¿Por qué decimos ver monstruos en nuestros juegos favoritos? Los casos de Rockstar: GTA y Red Dead Redemption
La mente humana es el “software” más complicado y difícil de comprender de todos, tanto así que, aunque todos lo tenemos “instalado”, no somos capaces de replicarlo mediante la ciencia y la tecnología, o siquiera de entenderlo en un 100%. Es por eso que, a veces, nuestra propia mente nos juega pequeñas bromas, tratando de hacernos creer que vimos algo que no es real.
Pero para evitar extendernos en este tema tan interesante, vamos a hablar específicamente de los videojuegos, ya que en ellos se ocultan todo tipo de historias extrañas, como ya lo hemos venido viendo en DIEZ cada martes que se publica un artículo relacionado. Pero el día de hoy, veremos algunos casos en los que los jugadores han reportado ver entidades o criaturas dentro de sus juegos, que realmente no existen el código del juego.
Nos centraremos particularmente en los títulos lanzados por Rockstar Games, que son la franquicia Grand Theft Auto, conocida de sobra por los múltiples secretos que oculta en su interior, y la saga de Red Dead Redemption, de hasta ahora solo dos juegos, pero que también esconden uno que otro secreto o leyenda urbana.
Grand Theft Auto: San Andreas es uno de los videojuegos más aclamados de todos los tiempos, con su mundo abierto y la libertad que ofrece a los jugadores. No es de extrañar que, con el paso del tiempo, se crearan todo tipo de leyendas alrededor del título. La más famosa de ellas, era sobre la presencia del legendario Pie Grande, o Bigfoot, dentro del juego, y varios jugadores se dieron a la tarea de buscarlo.

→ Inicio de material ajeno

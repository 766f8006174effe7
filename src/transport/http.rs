use crate::error_kind::ErrorKind;
use crate::Result;
use reqwest::Proxy;
use serde::de::DeserializeOwned;
use std::env;
use std::time::Duration;
use tracing::{debug, warn};
use url::Url;

/// Longest slice of an error body kept in `Error::Remote`.
const MAX_ERROR_BODY: usize = 256;

/// Thin JSON-over-HTTP GET transport.
///
/// Non-2xx responses are turned into `Error::Remote` with the status already
/// classified, so resolvers can hand them to the batch runner unchanged.
#[derive(Clone)]
pub struct HttpTransport {
    client: reqwest::Client,
}

/// Proxy for every scheme, or `None` when unset or unusable.
fn proxy_from(value: Option<String>) -> Option<Proxy> {
    let proxy_url = value?;
    match Proxy::all(&proxy_url) {
        Ok(proxy) => Some(proxy),
        Err(e) => {
            warn!(proxy = %proxy_url, error = %e, "ignoring invalid ANIME_PROXY_URL");
            None
        }
    }
}

impl HttpTransport {
    pub fn new(timeout: Duration) -> Result<Self> {
        let mut builder = reqwest::Client::builder()
            .timeout(timeout)
            .pool_max_idle_per_host(
                env::var("ANIME_HTTP_POOL_MAX_IDLE_PER_HOST")
                    .ok()
                    .and_then(|s| s.parse::<usize>().ok())
                    .unwrap_or(16),
            )
            .user_agent(concat!("anime-enrich/", env!("CARGO_PKG_VERSION")));

        if let Some(proxy) = proxy_from(env::var("ANIME_PROXY_URL").ok()) {
            builder = builder.proxy(proxy);
        }

        let client = builder
            .build()
            .map_err(|e| crate::Error::Transport(TransportError::Other(e.to_string())))?;

        Ok(Self { client })
    }

    /// Build with the timeout from `ANIME_HTTP_TIMEOUT_SECS` (default 30s).
    pub fn from_env() -> Result<Self> {
        let timeout_secs = env::var("ANIME_HTTP_TIMEOUT_SECS")
            .ok()
            .and_then(|s| s.parse::<u64>().ok())
            .unwrap_or(30);
        Self::new(Duration::from_secs(timeout_secs))
    }

    /// GET `url` and decode the JSON body as `T`.
    pub async fn get_json<T: DeserializeOwned>(&self, url: Url) -> Result<T> {
        debug!(url = %url, "GET");
        let response = self
            .client
            .get(url.clone())
            .header("accept", "application/json")
            .send()
            .await
            .map_err(|e| crate::Error::Transport(TransportError::Http(e)))?;

        let status = response.status();
        if !status.is_success() {
            let body = response.text().await.unwrap_or_default();
            let message: String = body.chars().take(MAX_ERROR_BODY).collect();
            return Err(crate::Error::Remote {
                status: status.as_u16(),
                kind: ErrorKind::from_http_status(status.as_u16()),
                message,
            });
        }

        let bytes = response
            .bytes()
            .await
            .map_err(|e| crate::Error::Transport(TransportError::Http(e)))?;
        Ok(serde_json::from_slice(&bytes)?)
    }
}

/// Join `path` onto `base` and append `query` pairs.
///
/// `base` must end with `/` (see `AppConfig`), and `path` must be relative.
pub fn endpoint_url(base: &Url, path: &str, query: &[(&str, String)]) -> Result<Url> {
    let mut url = base.join(path).map_err(|e| {
        crate::Error::runtime(
            format!("cannot build endpoint URL for {path:?}"),
            crate::ErrorContext::new()
                .with_details(e.to_string())
                .with_source(base.as_str()),
        )
    })?;
    if !query.is_empty() {
        let mut pairs = url.query_pairs_mut();
        for (k, v) in query {
            pairs.append_pair(k, v);
        }
    }
    Ok(url)
}

#[derive(Debug, thiserror::Error)]
pub enum TransportError {
    #[error("HTTP error: {0}")]
    Http(#[from] reqwest::Error),

    #[error("Transport error: {0}")]
    Other(String),
}

impl TransportError {
    pub fn is_timeout(&self) -> bool {
        matches!(self, TransportError::Http(e) if e.is_timeout())
    }
}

Pero Pie Grande no era real, no existía dentro del juego. Posteriormente, el monstruo fue agregado a Red Dead Redemption, mediante una misión secundaria en el DLC, Undead Nigthmare; pero dentro de San Andreas, no habían ningún Bigfoot. Sin embargo, la paranoia de los jugadores de los tempranos años 2000 solo creció luego de la leyenda, y más “avistamientos” de otros monstruos fueron reportados.
Tiempo después, algunos jugadores reportaron escuchar el sonido de una motosierra cuando paseaban cerca de Panopticon, una locación de San Andreas, para luego ser sorprendidos y atacados por el mismísimo Leatherface, protagonista de la saga de La masacre en Texas, que era muy popular en aquel momento. En ese entonces, grabar la pantalla del juego era más complicado de lo que es ahora, por lo que solo habían dos opciones: o les creías o no los creías, e ibas a investigar por tu cuenta, resultando en que descubrieras que todo era una farsa, ya que Leatherface tampoco está en el código del juego.
Con el estreno de Red Dead Redemption, otros misterios fueron descubiertos. Uno de ellos, y el único real dentro de todo este artículo recopilatorio, era el de la mujer burro, una criatura parecida a una mujer pero que se comportaba como un burro, e incluso podía ser usado como montura. La mujer burro era un bug, un error del juego que colocaba la inteligencia artificial de un burro en un personaje con un modelo de mujer, y así existían también el hombre puma o el hombre águila, que sufrían del mismo error.
Aprovechándose de la veracidad de esto último, algunos jugadores trataron de pasarse de listos, e inventaron la historia de un supuesto hombre lobo rondando en el bosque de Tall Trees, como parte del contenido añadido con el DLC Undead Nightmare, que agrega una plaga zombi, chupacabras, caballos apocalípticos y otras cosas, pero no hombres lobo. Tras varios intentos infructuosos por encontrar al monstruo, era obvio que todo era falso.
Y la última leyenda que repasaremos, será la del hombre rata, visto supuestamente en Grand Theft Auto IV. Este monstruo aparecía en el subterráneo, en la estación del metro, e intentaría matar al jugador al descubrir su presencia. Todavía no está claro si la foto falsa que se usó como evidencia de su existencia fue creada con un mod o con Photoshop, pero lo cierto es, que el hombre rata no está en GTA IV.
Aunque sean falsas, todas estas historias nutren la cultura de los videojuegos, y a veces, son necesarias para mantener vivo el espíritu de curiosidad y aventura en los jugadores, que regresan a jugar sus títulos favoritos gracias a esa gran aura de misticismo que desprenden. Las leyendas urbanas en videojuegos suelen ser falsas, sí, pero resultan sumamente entretenidas, y un buen tema de conversación.